Bien amigos, completamos con esta entrega la revista de los pensadores que, con su obra, sentaron las bases para el sugimiento de la Teoría de la Evolución. Lo hacemos siempre de la mano de Maitland y Edey y su libro, La cuestión esencial.
Otro de los hombres del siglo XVII que influirían
en las concepciones evolutivas del XIX, no se dedicó al estudio de la
naturaleza, sino que fue un ejemplo temprano de lo que ahora llamamos
científico social. Thomas Malthus (1766-1834), clérigo inglés, se preocupó
mucho de los oprimidos y desvalidos. También lo hacían otros religiosos, aunque
con motivaciones distintas de la suya. Los intereses de estos eran
parroquiales. Realizaban buenas obras, pronunciaban sermones aleccionadores al
respecto, visitaban a los pobres y comprometían al hidalgo local en el auxilio
de los menesterosos. Malthus, si viviera en la actualidad, describiría sin duda
aquellos desvelos como una cura de urgencia, como atender heridas y traumas con
un botiquín elemental. Pero, él anhelaba llegar a la fuente de los trastornos.
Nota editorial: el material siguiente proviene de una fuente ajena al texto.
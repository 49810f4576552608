//! Search configuration.
//!
//! [`SearchConfig`] is immutable once validated. Every field has a default,
//! so a configuration file only needs to name what it overrides:
//!
//! ```
//! use arbor_core::config::{Approach, SearchConfig};
//!
//! let config = SearchConfig::from_toml_str(r#"
//!     approach = "beam_search"
//!     beam_width = 8
//!     aggregation = "min"
//! "#).unwrap();
//!
//! assert_eq!(config.approach, Approach::BeamSearch);
//! assert_eq!(config.branching_factor, 4);
//! ```

use crate::aggregate::Aggregation;
use crate::error::{ArborError, Result};
use serde::{Deserialize, Serialize};
use std::fmt;
use std::path::Path;
use std::str::FromStr;

/// Default system prompt: step-by-step solutions ending in a boxed answer.
pub const DEFAULT_SYSTEM_PROMPT: &str = "Solve the following math problem efficiently and clearly:\n\n\
- For simple problems (2 steps or fewer):\nProvide a concise solution with minimal explanation.\n\n\
- For complex problems (3 steps or more):\nUse this step-by-step format:\n\n\
## Step 1: [Concise description]\n[Brief explanation and calculations]\n\n\
## Step 2: [Concise description]\n[Brief explanation and calculations]\n\n\
...\n\n\
Regardless of the approach, always conclude with:\n\n\
Therefore, the final answer is: $\\boxed{answer}$. I hope it is correct.\n\n\
Where [answer] is just the final number or expression that solves the problem.";

/// Search strategy to run.
#[derive(Debug, Clone, Copy, PartialEq, Eq, Default, Serialize, Deserialize)]
#[serde(rename_all = "snake_case")]
pub enum Approach {
    /// Independent samples, ranked once.
    #[default]
    BestOfN,
    /// Step-wise beam search with cross-beam pruning.
    BeamSearch,
    /// Diverse verifier tree search: independent beam sub-searches.
    Dvts,
}

impl Approach {
    /// Name used in configuration files.
    pub fn as_str(&self) -> &'static str {
        match self {
            Self::BestOfN => "best_of_n",
            Self::BeamSearch => "beam_search",
            Self::Dvts => "dvts",
        }
    }
}

impl fmt::Display for Approach {
    fn fmt(&self, f: &mut fmt::Formatter<'_>) -> fmt::Result {
        f.write_str(self.as_str())
    }
}

impl FromStr for Approach {
    type Err = ArborError;

    fn from_str(s: &str) -> Result<Self> {
        match s {
            "best_of_n" => Ok(Self::BestOfN),
            "beam_search" => Ok(Self::BeamSearch),
            "dvts" => Ok(Self::Dvts),
            other => Err(ArborError::Config(format!("unknown approach: {other}"))),
        }
    }
}

/// Configuration for a search run.
#[derive(Debug, Clone, PartialEq, Serialize, Deserialize)]
#[serde(default, deny_unknown_fields)]
pub struct SearchConfig {
    /// Strategy to run.
    pub approach: Approach,
    /// Samples per problem for best-of-N.
    pub n: usize,
    /// Surviving beams per problem (split across slots for DVTS).
    pub beam_width: usize,
    /// Children spawned by each active beam per round.
    pub branching_factor: usize,
    /// Independent sub-searches for DVTS.
    pub num_diversity_slots: usize,
    /// Maximum search rounds (and steps per beam).
    pub max_steps: usize,
    /// Token cap for a full completion (best-of-N).
    pub max_tokens: usize,
    /// Token cap for a single reasoning step.
    pub max_step_tokens: usize,
    /// Sampling temperature.
    pub temperature: f32,
    /// Nucleus sampling threshold.
    pub top_p: f32,
    /// Problems processed together per round.
    pub search_batch_size: usize,
    /// Step score aggregation policy.
    pub aggregation: Aggregation,
    /// Base seed for all sampling.
    pub seed: u64,
    /// Greedy steps rolled out past each candidate before scoring.
    pub lookahead: usize,
    /// Drop candidates whose text duplicates an earlier candidate.
    pub filter_duplicates: bool,
    /// Substring that marks a beam as complete.
    pub end_marker: Option<String>,
    /// Delimiter separating reasoning steps.
    pub step_delimiter: String,
    /// Instruction prepended to every prompt.
    pub system_prompt: String,
}

impl Default for SearchConfig {
    fn default() -> Self {
        Self {
            approach: Approach::BestOfN,
            n: 4,
            beam_width: 4,
            branching_factor: 4,
            num_diversity_slots: 4,
            max_steps: 40,
            max_tokens: 2048,
            max_step_tokens: 512,
            temperature: 0.8,
            top_p: 1.0,
            search_batch_size: 25,
            aggregation: Aggregation::Last,
            seed: 42,
            lookahead: 0,
            filter_duplicates: false,
            end_marker: None,
            step_delimiter: "\n\n".to_string(),
            system_prompt: DEFAULT_SYSTEM_PROMPT.to_string(),
        }
    }
}

impl SearchConfig {
    /// Parse and validate a TOML document.
    pub fn from_toml_str(s: &str) -> Result<Self> {
        let config: Self = toml::from_str(s)?;
        config.validate()?;
        Ok(config)
    }

    /// Parse and validate a JSON document.
    pub fn from_json_str(s: &str) -> Result<Self> {
        let config: Self = serde_json::from_str(s)?;
        config.validate()?;
        Ok(config)
    }

    /// Load from a `.toml` or `.json` file.
    pub fn from_file(path: &Path) -> Result<Self> {
        let contents = std::fs::read_to_string(path)?;
        match path.extension().and_then(|ext| ext.to_str()) {
            Some("toml") => Self::from_toml_str(&contents),
            _ => Self::from_json_str(&contents),
        }
    }

    /// Check numeric ranges and cross-field constraints.
    pub fn validate(&self) -> Result<()> {
        let positive = [
            ("n", self.n),
            ("beam_width", self.beam_width),
            ("branching_factor", self.branching_factor),
            ("num_diversity_slots", self.num_diversity_slots),
            ("max_steps", self.max_steps),
            ("max_tokens", self.max_tokens),
            ("max_step_tokens", self.max_step_tokens),
            ("search_batch_size", self.search_batch_size),
        ];
        for (name, value) in positive {
            if value == 0 {
                return Err(ArborError::Config(format!("{name} must be at least 1")));
            }
        }

        if !self.temperature.is_finite() || self.temperature < 0.0 {
            return Err(ArborError::Config(format!(
                "temperature must be a non-negative number, got {}",
                self.temperature
            )));
        }

        if !(self.top_p > 0.0 && self.top_p <= 1.0) {
            return Err(ArborError::Config(format!(
                "top_p must be in (0, 1], got {}",
                self.top_p
            )));
        }

        if self.step_delimiter.is_empty() {
            return Err(ArborError::Config("step_delimiter must not be empty".into()));
        }

        if self.approach == Approach::Dvts && self.beam_width % self.num_diversity_slots != 0 {
            return Err(ArborError::Config(format!(
                "beam_width ({}) must be divisible by num_diversity_slots ({})",
                self.beam_width, self.num_diversity_slots
            )));
        }

        Ok(())
    }

    /// Beam width inside one DVTS slot.
    pub fn slot_width(&self) -> usize {
        (self.beam_width / self.num_diversity_slots.max(1)).max(1)
    }
}

#[cfg(test)]
mod tests {
    use super::*;

    #[test]
    fn default_config_is_valid() {
        let config = SearchConfig::default();
        config.validate().unwrap();

        assert_eq!(config.approach, Approach::BestOfN);
        assert_eq!(config.n, 4);
        assert_eq!(config.step_delimiter, "\n\n");
        assert_eq!(config.aggregation, Aggregation::Last);
        assert_eq!(config.seed, 42);
    }

    #[test]
    fn partial_toml_keeps_defaults() {
        let config = SearchConfig::from_toml_str(
            r#"
            approach = "dvts"
            beam_width = 8
            num_diversity_slots = 2
            aggregation = "prod"
        "#,
        )
        .unwrap();

        assert_eq!(config.approach, Approach::Dvts);
        assert_eq!(config.slot_width(), 4);
        assert_eq!(config.aggregation, Aggregation::Product);
        assert_eq!(config.max_steps, 40);
    }

    #[test]
    fn json_round_trips_through_file() {
        let dir = tempfile::tempdir().unwrap();
        let path = dir.path().join("search.json");
        std::fs::write(&path, r#"{"approach": "beam_search", "beam_width": 2}"#).unwrap();

        let config = SearchConfig::from_file(&path).unwrap();
        assert_eq!(config.approach, Approach::BeamSearch);
        assert_eq!(config.beam_width, 2);
    }

    #[test]
    fn unknown_approach_is_rejected() {
        assert!(SearchConfig::from_toml_str("approach = \"mcts\"").is_err());
        assert!(matches!("mcts".parse::<Approach>(), Err(ArborError::Config(_))));
        assert_eq!("dvts".parse::<Approach>().unwrap(), Approach::Dvts);
    }

    #[test]
    fn unknown_field_is_rejected() {
        assert!(SearchConfig::from_toml_str("beam_widht = 3").is_err());
    }

    #[test]
    fn dvts_requires_divisible_width() {
        let config = SearchConfig {
            approach: Approach::Dvts,
            beam_width: 6,
            num_diversity_slots: 4,
            ..Default::default()
        };
        assert!(matches!(config.validate(), Err(ArborError::Config(_))));

        // Same numbers are fine for plain beam search
        let config = SearchConfig {
            approach: Approach::BeamSearch,
            ..config
        };
        config.validate().unwrap();
    }

    #[test]
    fn zero_and_out_of_range_values_are_rejected() {
        let cases = [
            SearchConfig { beam_width: 0, ..Default::default() },
            SearchConfig { max_steps: 0, ..Default::default() },
            SearchConfig { search_batch_size: 0, ..Default::default() },
            SearchConfig { temperature: -0.1, ..Default::default() },
            SearchConfig { top_p: 0.0, ..Default::default() },
            SearchConfig { top_p: 1.5, ..Default::default() },
            SearchConfig { step_delimiter: String::new(), ..Default::default() },
        ];

        for config in cases {
            assert!(config.validate().is_err(), "{config:?} should be invalid");
        }
    }
}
Como a muchos de sus paisanos, le consternó la ferocidad de la revolución
habida al otro lado del canal de la Mancha. Como la mayoría de los europeos la
veían, era fruto directo de la conducta increíblemente indiferente de una
aristocracia ególatra, que no había prestado la más mínima atención a las
masas. La reforma económica y los derechos del hombre —explosivas filosofías
sociales— habían nacido de la injusticia francesa. Bien que fracasaran en
desviar su rumbo fatal, generaron por vez primera en Europa un análisis
meticuloso de la condición humana total. Apoyándose en este fondo; Malthus
publicó su Essay on the Principies of Population (Ensayo sobre los principios
de la población).
Imaginemos, por ejemplo, un nogal ya adulto. Cada temporada se carga de nueces que, si todas ellas se transformaran en un nogal, el mundo sería un bosque de dichos árboles. Sin embargo, las semillas, una vez en el suelo, deben luchar contra depredadores, condiciones climáticas, lugar donde cayeron (propicio o no), condición en que se encuentran, etc. Es decir, solo algunas sobreviven y, normalmente, son las más aptas.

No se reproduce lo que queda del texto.